Affiliation:
1. Center for Evolution and Conservation Biology Southern Marine Science and Engineering Guangdong Laboratory (Guangzhou) Guangzhou China
2. CAS Key Laboratory of Animal Ecology and Conservation Biology Institute of Zoology Chinese Academy of Sciences Beijing China
3. Department of Ocean Science Hong Kong University of Science and Technology Hong Kong China
4. Jiangxi Key Laboratory of Conservation Biology, College of Forestry Jiangxi Agricultural University Nanchang China
Abstract
AbstractGlobally, marine fish communities are being altered by climate change and human disturbances. We examined data on global marine fish communities to assess changes in community‐weighted mean temperature affinity (i.e., mean temperatures within geographic ranges), maximum length, and trophic levels, which, respectively, represent the physiological, morphological, and trophic characteristics of marine fish communities. Then, we explored the influence of climate change and fishing on these characteristics because of their long‐term role in shaping fish communities, especially their interactive effects. We employed spatial linear mixed models to investigate their impacts on community‐weighted mean trait values and on abundance of different fish lengths and trophic groups.
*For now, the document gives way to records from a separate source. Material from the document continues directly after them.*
// =============================================================================
// ANALYZE tool registry
// =============================================================================
//
// spec §4.7.2: "tools are pure functions over market data and parameters ...
// they do not mutate state". `run_tool` is the single entry point the
// Decision Loop (C7) calls for every `ProposedAction::Analyze` it sees;
// the result is folded back into the next prompt iteration as-is.

use std::collections::HashMap;

use chrono::{DateTime, Utc};
use serde_json::{json, Value};

use crate::indicators::{custom_equation, ema, kelly, moon_phase, rsi};

/// The market data a tool call may read. Built fresh by the Decision Loop for
/// each bot turn from the shared market snapshot; never mutated by a tool.
#[derive(Debug, Clone, Default)]
pub struct ToolContext {
    pub closes_by_symbol: HashMap<String, Vec<f64>>,
    pub now: DateTime<Utc>,
}

/// Run the named tool against `parameters`, returning a JSON value that is
/// folded into `accumulated_analyses` verbatim. Unknown tools and malformed
/// parameters both produce an `{"error": ...}` value rather than a hard
/// failure — a bot's next iteration sees the error and can adjust.
pub fn run_tool(tool: &str, parameters: &Value, ctx: &ToolContext) -> Value {
    match tool {
        "rsi" => run_rsi(parameters, ctx),
        "moving_average" => run_moving_average(parameters, ctx),
        "kelly" => run_kelly(parameters),
        "custom_equation" => run_custom_equation(parameters),
        "moon_phase" => run_moon_phase(parameters, ctx),
        other => json!({ "error": format!("unknown tool '{other}'") }),
    }
}

fn run_rsi(parameters: &Value, ctx: &ToolContext) -> Value {
    let Some(symbol) = parameters.get("symbol").and_then(Value::as_str) else {
        return json!({ "error": "rsi requires a 'symbol' parameter" });
    };
    let period = parameters
        .get("period")
        .and_then(Value::as_u64)
        .unwrap_or(14) as usize;

    let Some(closes) = ctx.closes_by_symbol.get(symbol) else {
        return json!({ "error": format!("no market data for symbol '{symbol}'") });
    };

    match rsi::current_rsi(closes, period) {
        Some((value, label)) => json!({ "symbol": symbol, "period": period, "value": value, "label": label }),
        None => json!({ "error": format!("insufficient data to compute rsi({period}) for '{symbol}'") }),
    }
}

fn run_moving_average(parameters: &Value, ctx: &ToolContext) -> Value {
    let Some(symbol) = parameters.get("symbol").and_then(Value::as_str) else {
        return json!({ "error": "moving_average requires a 'symbol' parameter" });
    };
    let period = parameters
        .get("period")
        .and_then(Value::as_u64)
        .unwrap_or(20) as usize;

    let Some(closes) = ctx.closes_by_symbol.get(symbol) else {
        return json!({ "error": format!("no market data for symbol '{symbol}'") });
    };

    match ema::calculate_ema(closes, period).last() {
        Some(&value) => json!({ "symbol": symbol, "period": period, "value": value }),
        None => json!({ "error": format!("insufficient data to compute moving_average({period}) for '{symbol}'") }),
    }
}

fn run_kelly(parameters: &Value) -> Value {
    let (Some(win_rate), Some(win_loss_ratio)) = (
        parameters.get("winRate").and_then(Value::as_f64),
        parameters.get("winLossRatio").and_then(Value::as_f64),
    ) else {
        return json!({ "error": "kelly requires 'winRate' and 'winLossRatio' parameters" });
    };

    match kelly::kelly_fraction(win_rate, win_loss_ratio) {
        Some(fraction) => json!({ "fraction": fraction }),
        None => json!({ "error": "winRate must be in [0, 1] and winLossRatio must be > 0" }),
    }
}

fn run_custom_equation(parameters: &Value) -> Value {
    let Some(expression) = parameters.get("expression").and_then(Value::as_str) else {
        return json!({ "error": "custom_equation requires an 'expression' parameter" });
    };

    let variables: Vec<(String, f64)> = parameters
        .get("variables")
        .and_then(Value::as_object)
        .map(|map| {
            map.iter()
                .filter_map(|(k, v)| v.as_f64().map(|f| (k.clone(), f)))
                .collect()
        })
        .unwrap_or_default();

    match custom_equation::evaluate(expression, &variables) {
        Ok(value) => json!({ "value": value }),
        Err(message) => json!({ "error": message }),
    }
}

fn run_moon_phase(parameters: &Value, ctx: &ToolContext) -> Value {
    let at = parameters
        .get("date")
        .and_then(Value::as_str)
        .and_then(|s| DateTime::parse_from_rfc3339(s).ok())
        .map(|dt| dt.with_timezone(&Utc))
        .unwrap_or(ctx.now);

    let (age_days, fraction, name) = moon_phase::moon_phase(at);
    json!({ "ageDays": age_days, "fraction": fraction, "phase": name })
}

#[cfg(test)]
mod tests {
    use super::*;

    fn ctx_with(symbol: &str, closes: Vec<f64>) -> ToolContext {
        let mut closes_by_symbol = HashMap::new();
        closes_by_symbol.insert(symbol.to_string(), closes);
        ToolContext {
            closes_by_symbol,
            now: Utc::now(),
        }
    }

    #[test]
    fn rsi_tool_reports_overbought_on_ascending_series() {
        let closes: Vec<f64> = (1..=30).map(|x| x as f64).collect();
        let ctx = ctx_with("ETHUSDT", closes);
        let result = run_tool("rsi", &json!({ "symbol": "ETHUSDT", "period": 14 }), &ctx);
        assert_eq!(result["label"], "OVERBOUGHT");
    }

    #[test]
    fn rsi_tool_errors_on_unknown_symbol() {
        let ctx = ToolContext::default();
        let result = run_tool("rsi", &json!({ "symbol": "DOGEUSDT" }), &ctx);
        assert!(result["error"].is_string());
    }

    #[test]
    fn moving_average_tool_returns_last_ema() {
        let closes: Vec<f64> = (1..=10).map(|x| x as f64).collect();
        let ctx = ctx_with("BTCUSDT", closes);
        let result = run_tool(
            "moving_average",
            &json!({ "symbol": "BTCUSDT", "period": 5 }),
            &ctx,
        );
        assert!(result["value"].as_f64().unwrap() > 0.0);
    }

    #[test]
    fn kelly_tool_computes_fraction() {
        let ctx = ToolContext::default();
        let result = run_tool(
            "kelly",
            &json!({ "winRate": 0.5, "winLossRatio": 2.0 }),
            &ctx,
        );
        assert!((result["fraction"].as_f64().unwrap() - 0.25).abs() < 1e-9);
    }

    #[test]
    fn custom_equation_tool_evaluates_with_variables() {
        let ctx = ToolContext::default();
        let result = run_tool(
            "custom_equation",
            &json!({ "expression": "rsi - threshold", "variables": { "rsi": 72.0, "threshold": 70.0 } }),
            &ctx,
        );
        assert!((result["value"].as_f64().unwrap() - 2.0).abs() < 1e-9);
    }

    #[test]
    fn moon_phase_tool_returns_fraction_in_unit_range() {
        let ctx = ToolContext::default();
        let result = run_tool("moon_phase", &json!({}), &ctx);
        let fraction = result["fraction"].as_f64().unwrap();
        assert!((0.0..1.0).contains(&fraction));
    }

    #[test]
    fn unknown_tool_returns_error_value() {
        let ctx = ToolContext::default();
        let result = run_tool("sentiment_score", &json!({}), &ctx);
        assert!(result["error"].is_string());
    }
}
Globally, we observed an initial increasing trend in the temperature affinity of marine fish communities, whereas the weighted mean length and trophic levels of fish communities showed a declining trend. However, these shift trends were not significant, likely due to the large variation in midlatitude communities. Fishing pressure increased fish communities’ temperature affinity in regions experiencing climate warming. Furthermore, climate warming was associated with an increase in weighted mean length and trophic levels of fish communities. Low climate baseline temperature appeared to mitigate the effect of climate warming on temperature affinity and trophic levels. The effect of climate warming on the relative abundance of different trophic classes and size classes both exhibited a nonlinear pattern. The small and relatively large fish species may benefit from climate warming, whereas the medium and largest size groups may be disadvantaged. Our results highlight the urgency of establishing stepping‐stone marine protected areas to facilitate the migration of fishes to habitats in a warming ocean. Moreover, reducing human disturbance is crucial to mitigate rapid tropicalization, particularly in vulnerable temperate regions.